Апофеозом головотяпства англичан в этой кампании стал набег мощной британской эскадры, состоявшей из шести боевых кораблей, на камчатский Петропавловск. Конечно же английские моряки надеялись повторить здесь подвиги своих земляков, совершенные в Анапе, Геническе, Бердянске, Мариуполе... Но, на их беду, в порту Петропавловска-на-Камчатке затесался русский военный фрегат «Диана». Находившийся на его борту храбрый контр-адмирал Завойко присоединил к своему «флоту» две рыболовецкие шхуны. Вышел в море. И уничтожил в заливе Кастри, под Николаевском-на-Амуре, британскую эскадру.

Есть любопытный роман Диккенса, в котором ярко отразились впечатления английского общества от Крымской войны. Называется он «Крошка Доррит». Диккенс, как известно, не любил Россию; особенно сильно не любил этот сентиментальный автор (столь любезный массовому российскому читателю от 40-х годов XIX века и до сегодняшнего даже дня) русского царя Николая I. Полную (и конечно же вполне объективную) информацию о России и о русском царе Николае I Диккенс черпал из английской «свободной прессы» — в первую очередь из отдела карикатур журнала «Панч»... Понятно поэтому, что Диккенс с энтузиазмом встретил известие о начале Крымской войны. В письмах того времени Диккенс неоднократно повторяет, что «остановить Россию» было конечно же необходимо... И вот после окончания Крымской войны Диккенс пишет сей любопытный роман. Англия, которую описывает в своем романе Диккенс, это страна, которая... как бы лучше сказать... В общем, той стране, которую Диккенс описывает в романе «Крошка Доррит», остается одно — застрелиться (как застрелился благородный адмирал Принс, потерявший под Николаевском-на-Амуре свою эскадру). Потому что никаких надежд на будущее у этой страны, прогнившей окончательно и бесповоротно, нет...

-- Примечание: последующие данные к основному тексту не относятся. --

//! Configuration for route computation.

#[cfg(feature = "serde")]
use serde::{Deserialize, Serialize};

/// How end points constrain the route.
#[derive(Debug, Clone, Copy, PartialEq, Eq, Default)]
#[cfg_attr(feature = "serde", derive(Serialize, Deserialize))]
pub enum EndpointMode {
    /// Finish at whichever end point gives the shortest route.
    #[default]
    Or,
    /// Visit every end point; leaving an end requires a teleport.
    And,
}

/// Configuration parameters for route computation.
#[derive(Debug, Clone)]
#[cfg_attr(feature = "serde", derive(Serialize, Deserialize))]
pub struct RouteConfig {
    /// Endpoint semantics.
    pub endpoint_mode: EndpointMode,

    /// When false every waypoint is usable from the start.
    /// When true a waypoint becomes usable once the route passes within its radius.
    pub discovery: bool,

    /// Brute force runs only when every scenario has at most this many points.
    pub brute_force_max_points: usize,

    /// Cap on permutations explored by brute force.
    pub max_permutations: usize,

    /// Cap on position checks made by greedy insertion.
    pub max_insertion_checks: usize,

    /// Nearest neighbor + 2-opt runs only up to this many points.
    pub two_opt_max_points: usize,

    /// Random trials made by subset selection.
    pub subset_trials: usize,

    /// Target count above which a warning is logged.
    pub large_request_threshold: usize,

    /// Seed for the random source. `None` seeds from entropy.
    pub seed: Option<u64>,
}

impl Default for RouteConfig {
    fn default() -> Self {
        Self {
            endpoint_mode: EndpointMode::Or,
            discovery: false,
            brute_force_max_points: 7,
            max_permutations: 50_000,
            max_insertion_checks: 10_000,
            two_opt_max_points: 20,
            subset_trials: 20,
            large_request_threshold: 25,
            seed: None,
        }
    }
}

impl RouteConfig {
    /// Creates a new default configuration.
    pub fn new() -> Self {
        Self::default()
    }

    /// Sets the endpoint mode.
    pub fn with_endpoint_mode(mut self, mode: EndpointMode) -> Self {
        self.endpoint_mode = mode;
        self
    }

    /// Enables or disables waypoint discovery.
    pub fn with_discovery(mut self, enabled: bool) -> Self {
        self.discovery = enabled;
        self
    }

    /// Sets the brute-force point limit.
    pub fn with_brute_force_max_points(mut self, points: usize) -> Self {
        self.brute_force_max_points = points;
        self
    }

    /// Sets the permutation cap.
    pub fn with_max_permutations(mut self, permutations: usize) -> Self {
        self.max_permutations = permutations.max(1);
        self
    }

    /// Sets the greedy-insertion check cap.
    pub fn with_max_insertion_checks(mut self, checks: usize) -> Self {
        self.max_insertion_checks = checks;
        self
    }

    /// Sets the nearest neighbor + 2-opt point limit.
    pub fn with_two_opt_max_points(mut self, points: usize) -> Self {
        self.two_opt_max_points = points;
        self
    }

    /// Sets the number of subset-selection trials.
    pub fn with_subset_trials(mut self, trials: usize) -> Self {
        self.subset_trials = trials.max(1);
        self
    }

    /// Sets the random seed.
    pub fn with_seed(mut self, seed: u64) -> Self {
        self.seed = Some(seed);
        self
    }
}
//! The tour-construction algorithms run for each computation.

use rand::Rng;
use teleroute_core::{Point, RouteConfig, RouteMetric};

#[cfg(feature = "serde")]
use serde::{Deserialize, Serialize};

use crate::brute_force::brute_force;
use crate::greedy::greedy_insertion;
use crate::nearest_neighbor::nearest_neighbor;
use crate::random_restart::{random_restart, restart_attempts};
use crate::two_opt::two_opt;

/// A tour-construction algorithm.
#[derive(Debug, Clone, Copy, PartialEq, Eq)]
#[cfg_attr(feature = "serde", derive(Serialize, Deserialize))]
pub enum Algorithm {
    /// Exhaustive search (small instances only).
    BruteForce,
    /// Cheapest next point, with speculative waypoint detours.
    NearestNeighbor,
    /// Nearest neighbor polished by 2-opt.
    NearestNeighborTwoOpt,
    /// Cheapest insertion.
    GreedyInsertion,
    /// Shuffled orders polished by 2-opt.
    RandomRestart {
        /// Number of shuffles.
        attempts: usize,
    },
}

impl Algorithm {
    /// Display name, also used as the result key.
    pub fn name(&self) -> String {
        match self {
            Self::BruteForce => "Brute Force (Optimal)".to_string(),
            Self::NearestNeighbor => "Nearest Neighbor".to_string(),
            Self::NearestNeighborTwoOpt => "Nearest Neighbor + 2-Opt".to_string(),
            Self::GreedyInsertion => "Greedy Insertion".to_string(),
            Self::RandomRestart { attempts } => format!("Random Restart ({}x)", attempts),
        }
    }

    /// The algorithms worth running when the largest scenario has
    /// `point_count` points to visit.
    pub fn suite(point_count: usize, config: &RouteConfig) -> Vec<Algorithm> {
        let mut suite = Vec::with_capacity(5);
        if point_count <= config.brute_force_max_points {
            suite.push(Self::BruteForce);
        }
        suite.push(Self::NearestNeighbor);
        if point_count <= config.two_opt_max_points {
            suite.push(Self::NearestNeighborTwoOpt);
        }
        suite.push(Self::GreedyInsertion);
        suite.push(Self::RandomRestart {
            attempts: restart_attempts(point_count),
        });
        suite
    }

    /// Builds a raw tour from `start` through `points`, ending at
    /// `destination` when there is one.
    pub fn build_tour<R: Rng + ?Sized>(
        &self,
        metric: &RouteMetric<'_>,
        start: &Point,
        destination: Option<&Point>,
        points: &[Point],
        config: &RouteConfig,
        rng: &mut R,
    ) -> Vec<Point> {
        match *self {
            Self::BruteForce => {
                brute_force(metric, start, destination, points, config.max_permutations)
            }
            Self::NearestNeighbor => nearest_neighbor(metric, start, destination, points),
            Self::NearestNeighborTwoOpt => {
                let tour = nearest_neighbor(metric, start, destination, points);
                two_opt(metric, tour, destination.is_some())
            }
            Self::GreedyInsertion => {
                greedy_insertion(metric, start, destination, points, config.max_insertion_checks)
            }
            Self::RandomRestart { attempts } => {
                random_restart(metric, start, destination, points, attempts, rng)
            }
        }
    }
}
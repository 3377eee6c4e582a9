//! Plane geometry helpers used by the discovery model.
//!
//! Points are passed as `(x, y)` tuples so the helpers stay independent of
//! the [`Point`](crate::point::Point) model.

/// Squared segment length below which a segment is treated as a point.
const DEGENERATE_SEGMENT_SQ: f64 = 0.001;

/// Euclidean distance between two points.
#[inline]
pub fn euclidean_distance(a: (f64, f64), b: (f64, f64)) -> f64 {
    let dx = b.0 - a.0;
    let dy = b.1 - a.1;
    (dx * dx + dy * dy).sqrt()
}

/// Returns true if the segment `p1 → p2` touches the circle at `center`.
///
/// Solves `|p1 + t(p2 - p1) - center|² = r²` for `t`. The segment hits the
/// circle when a root lies in `[0, 1]`, or when the roots bracket the whole
/// segment (the segment lies inside the circle).
///
/// # Example
///
/// ```rust
/// use teleroute_core::geometry::segment_intersects_circle;
///
/// // Passes 5 units from the center of a radius-10 circle.
/// assert!(segment_intersects_circle((0.0, 5.0), (100.0, 5.0), (50.0, 0.0), 10.0));
/// // Passes 15 units away.
/// assert!(!segment_intersects_circle((0.0, 15.0), (100.0, 15.0), (50.0, 0.0), 10.0));
/// ```
pub fn segment_intersects_circle(
    p1: (f64, f64),
    p2: (f64, f64),
    center: (f64, f64),
    radius: f64,
) -> bool {
    let dx = p2.0 - p1.0;
    let dy = p2.1 - p1.1;
    let fx = p1.0 - center.0;
    let fy = p1.1 - center.1;

    let a = dx * dx + dy * dy;
    if a < DEGENERATE_SEGMENT_SQ {
        return euclidean_distance(p1, center) <= radius;
    }

    let b = 2.0 * (fx * dx + fy * dy);
    let c = (fx * fx + fy * fy) - radius * radius;
    let discriminant = b * b - 4.0 * a * c;
    if discriminant < 0.0 {
        return false;
    }

    let sqrt_disc = discriminant.sqrt();
    let t1 = (-b - sqrt_disc) / (2.0 * a);
    let t2 = (-b + sqrt_disc) / (2.0 * a);

    (0.0..=1.0).contains(&t1) || (0.0..=1.0).contains(&t2) || (t1 < 0.0 && t2 > 1.0)
}
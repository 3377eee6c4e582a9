//! Error types for route computation.

use std::fmt;

use crate::point::Category;

/// Result alias used throughout teleroute.
pub type Result<T> = std::result::Result<T, Error>;

/// Precondition violations detected before any route is computed.
///
/// Search-space overflow and unreachable targets are not errors: the
/// algorithms degrade gracefully and the penalty cost steers them away.
#[derive(Debug, Clone, PartialEq, thiserror::Error)]
pub enum Error {
    /// No start point was placed.
    #[error("please set a start point")]
    MissingStart,

    /// AND mode needs a waypoint to teleport out of each mandatory end.
    #[error(
        "AND mode requires at least one waypoint to handle mandatory teleportation from {ends} endpoint(s)"
    )]
    AndModeWithoutWaypoint {
        /// Number of end points in the request.
        ends: usize,
    },

    /// One or more marker categories have fewer markers than required.
    #[error("requirements not met:\n{}", format_shortfalls(.0))]
    UnmetRequirements(Vec<Shortfall>),

    /// More waypoints are required than were placed.
    #[error("requirements not met:\nWaypoint: need {required}, have {available}")]
    WaypointShortfall {
        /// Requested waypoint count.
        required: usize,
        /// Placed waypoint count.
        available: usize,
    },

    /// Category mode with no markers placed at all.
    #[error("please place at least one marker on the map")]
    NoMarkers,

    /// Category mode where every requirement is zero.
    #[error("no points to visit; set a requirement above zero for at least one marker type")]
    NothingToVisit,

    /// A waypoint violates the placement invariants.
    #[error("invalid waypoint {id}: {reason}")]
    InvalidWaypoint {
        /// Waypoint id.
        id: usize,
        /// What is wrong with it.
        reason: String,
    },
}

/// A category whose supply is below its requirement.
#[derive(Debug, Clone, Copy, PartialEq, Eq)]
pub struct Shortfall {
    /// Under-supplied category.
    pub category: Category,
    /// Requested count.
    pub required: usize,
    /// Placed count.
    pub available: usize,
}

impl fmt::Display for Shortfall {
    fn fmt(&self, f: &mut fmt::Formatter<'_>) -> fmt::Result {
        write!(
            f,
            "{}: need {}, have {}",
            self.category.name(),
            self.required,
            self.available
        )
    }
}

fn format_shortfalls(shortfalls: &[Shortfall]) -> String {
    shortfalls
        .iter()
        .map(ToString::to_string)
        .collect::<Vec<_>>()
        .join("\n")
}
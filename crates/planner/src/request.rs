//! Computation requests and their validation.

use std::collections::BTreeMap;

use teleroute_core::{
    Category, EndpointMode, Error, Point, Result, RouteConfig, Shortfall, MIN_WAYPOINT_RADIUS,
};

#[cfg(feature = "serde")]
use serde::{Deserialize, Serialize};

/// Category markers and how many of each must be visited.
#[derive(Debug, Clone, Default, PartialEq)]
#[cfg_attr(feature = "serde", derive(Serialize, Deserialize))]
pub struct CategoryTargets {
    /// Placed markers per category.
    pub points: BTreeMap<Category, Vec<Point>>,
    /// Markers to visit per category; missing or zero means optional.
    pub requirements: BTreeMap<Category, usize>,
    /// Waypoints to visit as targets.
    pub waypoint_requirement: usize,
}

impl CategoryTargets {
    /// Creates an empty target set.
    pub fn new() -> Self {
        Self::default()
    }

    /// Places `points` as the markers of `category`.
    pub fn with_points(mut self, category: Category, points: Vec<Point>) -> Self {
        self.points.insert(category, points);
        self
    }

    /// Requires `count` markers of `category`.
    pub fn with_requirement(mut self, category: Category, count: usize) -> Self {
        self.requirements.insert(category, count);
        self
    }

    /// Requires `count` waypoints to be visited.
    pub fn with_waypoint_requirement(mut self, count: usize) -> Self {
        self.waypoint_requirement = count;
        self
    }

    /// Requirement for `category` (zero when unset).
    pub fn requirement(&self, category: Category) -> usize {
        self.requirements.get(&category).copied().unwrap_or(0)
    }

    /// Markers placed for `category`.
    pub fn markers(&self, category: Category) -> &[Point] {
        self.points.get(&category).map(Vec::as_slice).unwrap_or(&[])
    }

    /// Total number of placed markers.
    pub fn marker_count(&self) -> usize {
        self.points.values().map(Vec::len).sum()
    }
}

/// What a computation must visit.
#[derive(Debug, Clone, PartialEq)]
#[cfg_attr(feature = "serde", derive(Serialize, Deserialize))]
pub enum Targets {
    /// Every point must be visited.
    Required(Vec<Point>),
    /// A number of markers per category, chosen by subset selection.
    Categories(CategoryTargets),
}

impl Default for Targets {
    fn default() -> Self {
        Targets::Required(Vec::new())
    }
}

/// Everything one route computation needs.
#[derive(Debug, Clone, Default)]
#[cfg_attr(feature = "serde", derive(Serialize, Deserialize))]
pub struct ComputationRequest {
    /// Where the route begins.
    pub start: Option<Point>,
    /// Candidate (OR) or mandatory (AND) end points.
    pub ends: Vec<Point>,
    /// Teleport hubs, with dense ids `0..n`.
    pub waypoints: Vec<Point>,
    /// What must be visited.
    pub targets: Targets,
    /// Modes and search limits.
    pub config: RouteConfig,
}

impl ComputationRequest {
    /// Creates an empty request.
    pub fn new() -> Self {
        Self::default()
    }

    /// Sets the start point.
    pub fn with_start(mut self, start: Point) -> Self {
        self.start = Some(start);
        self
    }

    /// Sets the end points.
    pub fn with_ends(mut self, ends: Vec<Point>) -> Self {
        self.ends = ends;
        self
    }

    /// Sets the waypoints.
    pub fn with_waypoints(mut self, waypoints: Vec<Point>) -> Self {
        self.waypoints = waypoints;
        self
    }

    /// Visits every point in `points`.
    pub fn with_required(mut self, points: Vec<Point>) -> Self {
        self.targets = Targets::Required(points);
        self
    }

    /// Visits a subset of category markers.
    pub fn with_categories(mut self, targets: CategoryTargets) -> Self {
        self.targets = Targets::Categories(targets);
        self
    }

    /// Sets the configuration.
    pub fn with_config(mut self, config: RouteConfig) -> Self {
        self.config = config;
        self
    }

    /// Checks every precondition, reporting the first violation.
    pub fn validate(&self) -> Result<()> {
        if self.start.is_none() {
            return Err(Error::MissingStart);
        }

        for (expected, waypoint) in self.waypoints.iter().enumerate() {
            validate_waypoint(expected, waypoint)?;
        }

        if self.config.endpoint_mode == EndpointMode::And
            && !self.ends.is_empty()
            && self.waypoints.is_empty()
        {
            return Err(Error::AndModeWithoutWaypoint {
                ends: self.ends.len(),
            });
        }

        if let Targets::Categories(targets) = &self.targets {
            self.validate_categories(targets)?;
        }

        Ok(())
    }

    fn validate_categories(&self, targets: &CategoryTargets) -> Result<()> {
        if targets.marker_count() == 0 {
            return Err(Error::NoMarkers);
        }

        let shortfalls: Vec<Shortfall> = targets
            .requirements
            .iter()
            .filter(|&(_, &required)| required > 0)
            .filter_map(|(&category, &required)| {
                let available = targets.markers(category).len();
                (required > available).then_some(Shortfall {
                    category,
                    required,
                    available,
                })
            })
            .collect();
        if !shortfalls.is_empty() {
            return Err(Error::UnmetRequirements(shortfalls));
        }

        if targets.waypoint_requirement > self.waypoints.len() {
            return Err(Error::WaypointShortfall {
                required: targets.waypoint_requirement,
                available: self.waypoints.len(),
            });
        }

        let anything_required = targets.requirements.values().any(|&n| n > 0)
            || targets.waypoint_requirement > 0;
        if !anything_required {
            return Err(Error::NothingToVisit);
        }

        Ok(())
    }
}

fn validate_waypoint(expected: usize, waypoint: &Point) -> Result<()> {
    if waypoint.id != expected {
        return Err(Error::InvalidWaypoint {
            id: waypoint.id,
            reason: format!("waypoint ids must be dense, expected {}", expected),
        });
    }
    match waypoint.radius() {
        None => Err(Error::InvalidWaypoint {
            id: waypoint.id,
            reason: "not a waypoint".to_string(),
        }),
        Some(radius) if radius < MIN_WAYPOINT_RADIUS => Err(Error::InvalidWaypoint {
            id: waypoint.id,
            reason: format!("radius {} is below the minimum of {}", radius, MIN_WAYPOINT_RADIUS),
        }),
        Some(_) => Ok(()),
    }
}
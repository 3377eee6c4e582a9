//! Map points and their kinds.

#[cfg(feature = "serde")]
use serde::{Deserialize, Serialize};

/// Smallest discovery radius a waypoint may have.
pub const MIN_WAYPOINT_RADIUS: f64 = 15.0;

/// Discovery radius given to freshly placed waypoints.
pub const DEFAULT_WAYPOINT_RADIUS: f64 = 30.0;

/// Marker categories of the multi-category planner.
#[derive(Debug, Clone, Copy, PartialEq, Eq, PartialOrd, Ord, Hash)]
#[cfg_attr(feature = "serde", derive(Serialize, Deserialize))]
pub enum Category {
    Heart,
    Scout,
    Vista,
    PointOfInterest,
    Dodge,
    Event,
    Harvest,
    Mining,
    Logging,
}

impl Category {
    /// Every category, in legend order.
    pub const ALL: [Category; 9] = [
        Category::Heart,
        Category::Scout,
        Category::Vista,
        Category::PointOfInterest,
        Category::Dodge,
        Category::Event,
        Category::Harvest,
        Category::Mining,
        Category::Logging,
    ];

    /// Human-readable name.
    pub fn name(self) -> &'static str {
        match self {
            Category::Heart => "Heart",
            Category::Scout => "Scout",
            Category::Vista => "Vista",
            Category::PointOfInterest => "Point of Interest",
            Category::Dodge => "Dodge",
            Category::Event => "Possible Event",
            Category::Harvest => "Harvest",
            Category::Mining => "Mining",
            Category::Logging => "Logging",
        }
    }

    /// Route label prefix: the initials of the name.
    pub fn prefix(self) -> String {
        self.name()
            .split_whitespace()
            .filter_map(|word| word.chars().next())
            .collect()
    }
}

/// What a point represents on the map.
#[derive(Debug, Clone, Copy, PartialEq)]
#[cfg_attr(feature = "serde", derive(Serialize, Deserialize))]
pub enum PointKind {
    /// Route origin.
    Start,
    /// Route end (a destination in OR mode, a mandatory stop in AND mode).
    End,
    /// A mandatory point to visit.
    Required,
    /// A teleport hub, discovered by passing within `radius`.
    Waypoint {
        /// Discovery radius.
        radius: f64,
    },
    /// A marker of the multi-category planner.
    CategoryMarker {
        /// Marker category.
        category: Category,
    },
}

/// A point placed on the map.
///
/// `id` is unique within the point's group (start, ends, required points,
/// waypoints, or one marker category) and ids are dense from zero.
#[derive(Debug, Clone, Copy, PartialEq)]
#[cfg_attr(feature = "serde", derive(Serialize, Deserialize))]
pub struct Point {
    /// Dense id within the point's group.
    pub id: usize,
    /// Horizontal coordinate.
    pub x: f64,
    /// Vertical coordinate.
    pub y: f64,
    /// Point kind.
    pub kind: PointKind,
    /// True only for waypoints spliced into a route as a real stop.
    pub explicit_visit: bool,
}

impl Point {
    fn new(id: usize, x: f64, y: f64, kind: PointKind) -> Self {
        Self {
            id,
            x,
            y,
            kind,
            explicit_visit: false,
        }
    }

    /// Creates the start point.
    pub fn start(x: f64, y: f64) -> Self {
        Self::new(0, x, y, PointKind::Start)
    }

    /// Creates an end point.
    pub fn end(id: usize, x: f64, y: f64) -> Self {
        Self::new(id, x, y, PointKind::End)
    }

    /// Creates a required point.
    pub fn required(id: usize, x: f64, y: f64) -> Self {
        Self::new(id, x, y, PointKind::Required)
    }

    /// Creates a waypoint. The radius is clamped to [`MIN_WAYPOINT_RADIUS`].
    pub fn waypoint(id: usize, x: f64, y: f64, radius: f64) -> Self {
        Self::new(
            id,
            x,
            y,
            PointKind::Waypoint {
                radius: radius.max(MIN_WAYPOINT_RADIUS),
            },
        )
    }

    /// Creates a category marker.
    pub fn marker(id: usize, category: Category, x: f64, y: f64) -> Self {
        Self::new(id, x, y, PointKind::CategoryMarker { category })
    }

    /// Returns the coordinates as a tuple.
    #[inline]
    pub fn position(&self) -> (f64, f64) {
        (self.x, self.y)
    }

    /// Returns true for waypoints.
    #[inline]
    pub fn is_waypoint(&self) -> bool {
        matches!(self.kind, PointKind::Waypoint { .. })
    }

    /// Returns true for end points.
    #[inline]
    pub fn is_end(&self) -> bool {
        matches!(self.kind, PointKind::End)
    }

    /// Discovery radius, if this point is a waypoint.
    #[inline]
    pub fn radius(&self) -> Option<f64> {
        match self.kind {
            PointKind::Waypoint { radius } => Some(radius),
            _ => None,
        }
    }

    /// Returns a copy tagged as an explicit stop.
    pub fn as_explicit_visit(&self) -> Self {
        Self {
            explicit_visit: true,
            ..*self
        }
    }

    /// Returns true if `other` is the same placed point (kind and id),
    /// ignoring the explicit-visit tag.
    pub fn same_identity(&self, other: &Point) -> bool {
        if self.id != other.id {
            return false;
        }
        match (self.kind, other.kind) {
            (PointKind::Start, PointKind::Start)
            | (PointKind::End, PointKind::End)
            | (PointKind::Required, PointKind::Required)
            | (PointKind::Waypoint { .. }, PointKind::Waypoint { .. }) => true,
            (
                PointKind::CategoryMarker { category: a },
                PointKind::CategoryMarker { category: b },
            ) => a == b,
            _ => false,
        }
    }

    /// Short route label (`Start`, `E1`, `P2`, `W3`, `~W3`, `POI1`, ...).
    ///
    /// Waypoints used as a teleport relay get a `~` prefix; explicit stops
    /// do not.
    pub fn label(&self) -> String {
        match self.kind {
            PointKind::Start => "Start".to_string(),
            PointKind::End => format!("E{}", self.id + 1),
            PointKind::Required => format!("P{}", self.id + 1),
            PointKind::Waypoint { .. } if self.explicit_visit => format!("W{}", self.id + 1),
            PointKind::Waypoint { .. } => format!("~W{}", self.id + 1),
            PointKind::CategoryMarker { category } => {
                format!("{}{}", category.prefix(), self.id + 1)
            }
        }
    }
}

Один из второстепенных героев романа, искусный механик, которому на родине не давали никакого хода, об которого любой мелкотравчатый чиновник из Министерства волокиты вытирал мимоходом ноги, которого до конца разорил ловкий аферист, признаваемый всем Лондоном за финансового гения, уезжает в Россию на заработки. В конце романа герой-механик возвращается из России домой — с мешком денег, с кучей орденов, пожалованных механику русским царем. Почему-то в России его способности сразу же заметили и оценили, дали им полный ход... Деньги из русского мешка развязывают узел романа (вызволяют главного героя «Крошки Доррит» из долговой тюрьмы). Русские ордена, полученные героем-механиком на царской службе, остаются лежать на дне его походного сундучка: в Англии не любят людей, награжденных русскими орденами, в Англии не хотят, чтобы такие люди были...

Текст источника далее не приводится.